• [Material for this exercise]
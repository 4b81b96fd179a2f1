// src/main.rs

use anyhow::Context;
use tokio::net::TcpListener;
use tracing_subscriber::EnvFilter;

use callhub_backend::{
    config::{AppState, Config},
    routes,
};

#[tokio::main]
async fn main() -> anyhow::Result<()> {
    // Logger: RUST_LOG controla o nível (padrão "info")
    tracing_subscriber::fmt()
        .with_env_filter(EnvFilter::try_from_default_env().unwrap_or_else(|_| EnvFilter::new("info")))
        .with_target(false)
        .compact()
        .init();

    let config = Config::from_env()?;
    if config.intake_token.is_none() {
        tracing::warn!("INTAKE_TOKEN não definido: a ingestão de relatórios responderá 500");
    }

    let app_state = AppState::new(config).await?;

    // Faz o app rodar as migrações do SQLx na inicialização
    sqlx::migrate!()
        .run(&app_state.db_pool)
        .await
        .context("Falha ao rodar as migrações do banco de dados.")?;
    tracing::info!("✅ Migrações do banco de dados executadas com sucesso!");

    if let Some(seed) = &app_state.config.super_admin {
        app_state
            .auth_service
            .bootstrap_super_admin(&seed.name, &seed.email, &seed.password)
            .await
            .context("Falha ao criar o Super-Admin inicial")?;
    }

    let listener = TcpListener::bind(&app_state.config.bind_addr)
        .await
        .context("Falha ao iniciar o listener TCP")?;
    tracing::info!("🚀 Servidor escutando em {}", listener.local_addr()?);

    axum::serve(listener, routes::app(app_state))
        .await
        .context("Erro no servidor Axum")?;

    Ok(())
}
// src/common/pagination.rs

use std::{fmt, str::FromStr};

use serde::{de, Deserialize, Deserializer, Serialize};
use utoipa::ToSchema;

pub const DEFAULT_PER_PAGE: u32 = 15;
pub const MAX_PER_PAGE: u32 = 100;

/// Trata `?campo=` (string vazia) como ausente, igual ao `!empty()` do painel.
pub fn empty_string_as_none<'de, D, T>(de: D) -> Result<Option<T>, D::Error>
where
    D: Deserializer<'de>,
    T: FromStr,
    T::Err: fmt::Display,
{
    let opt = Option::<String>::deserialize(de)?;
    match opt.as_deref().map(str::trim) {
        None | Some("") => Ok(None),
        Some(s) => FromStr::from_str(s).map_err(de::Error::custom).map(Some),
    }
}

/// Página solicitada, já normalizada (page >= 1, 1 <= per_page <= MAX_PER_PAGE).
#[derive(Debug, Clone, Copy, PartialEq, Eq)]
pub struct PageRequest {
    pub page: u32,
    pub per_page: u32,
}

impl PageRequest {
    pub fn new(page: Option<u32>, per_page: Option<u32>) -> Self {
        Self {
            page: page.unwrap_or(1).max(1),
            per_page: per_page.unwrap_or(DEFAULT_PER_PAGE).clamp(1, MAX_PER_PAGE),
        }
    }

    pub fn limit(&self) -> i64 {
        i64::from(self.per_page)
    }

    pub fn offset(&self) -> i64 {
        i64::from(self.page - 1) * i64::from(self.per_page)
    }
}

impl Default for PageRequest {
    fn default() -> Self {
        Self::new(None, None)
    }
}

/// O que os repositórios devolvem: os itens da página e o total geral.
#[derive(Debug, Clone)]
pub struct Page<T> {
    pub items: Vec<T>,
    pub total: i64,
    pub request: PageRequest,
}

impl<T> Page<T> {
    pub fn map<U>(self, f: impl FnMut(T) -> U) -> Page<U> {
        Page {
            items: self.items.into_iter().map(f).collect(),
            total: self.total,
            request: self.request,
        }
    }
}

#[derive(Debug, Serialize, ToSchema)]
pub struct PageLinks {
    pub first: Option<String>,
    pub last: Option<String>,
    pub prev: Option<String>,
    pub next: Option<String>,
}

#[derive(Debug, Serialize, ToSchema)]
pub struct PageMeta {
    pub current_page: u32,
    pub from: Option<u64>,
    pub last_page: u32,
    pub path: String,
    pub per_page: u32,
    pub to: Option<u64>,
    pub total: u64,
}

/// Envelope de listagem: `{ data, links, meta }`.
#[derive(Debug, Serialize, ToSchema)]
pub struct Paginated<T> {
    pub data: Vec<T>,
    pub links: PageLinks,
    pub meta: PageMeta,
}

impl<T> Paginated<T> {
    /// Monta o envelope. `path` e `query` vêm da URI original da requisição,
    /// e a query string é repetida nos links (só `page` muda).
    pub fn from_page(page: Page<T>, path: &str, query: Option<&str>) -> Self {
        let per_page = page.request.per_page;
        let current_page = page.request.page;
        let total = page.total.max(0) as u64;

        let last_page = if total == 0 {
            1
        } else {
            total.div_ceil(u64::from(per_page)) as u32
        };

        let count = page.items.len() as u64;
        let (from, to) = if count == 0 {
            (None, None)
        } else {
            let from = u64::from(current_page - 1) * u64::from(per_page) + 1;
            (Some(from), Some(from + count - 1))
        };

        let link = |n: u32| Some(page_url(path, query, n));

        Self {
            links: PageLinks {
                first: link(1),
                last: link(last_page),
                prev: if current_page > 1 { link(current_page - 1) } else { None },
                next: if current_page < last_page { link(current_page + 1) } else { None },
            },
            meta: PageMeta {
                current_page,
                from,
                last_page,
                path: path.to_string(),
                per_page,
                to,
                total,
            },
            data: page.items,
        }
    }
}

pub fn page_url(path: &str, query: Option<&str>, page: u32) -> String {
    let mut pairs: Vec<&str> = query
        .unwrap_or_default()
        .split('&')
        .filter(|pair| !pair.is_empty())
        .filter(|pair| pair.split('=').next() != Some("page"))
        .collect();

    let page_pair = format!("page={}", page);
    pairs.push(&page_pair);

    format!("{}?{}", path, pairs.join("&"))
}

• [Problem to work on]
Say how many of the lines above include the string "const", and give no other words.

• [Solution to this task]
2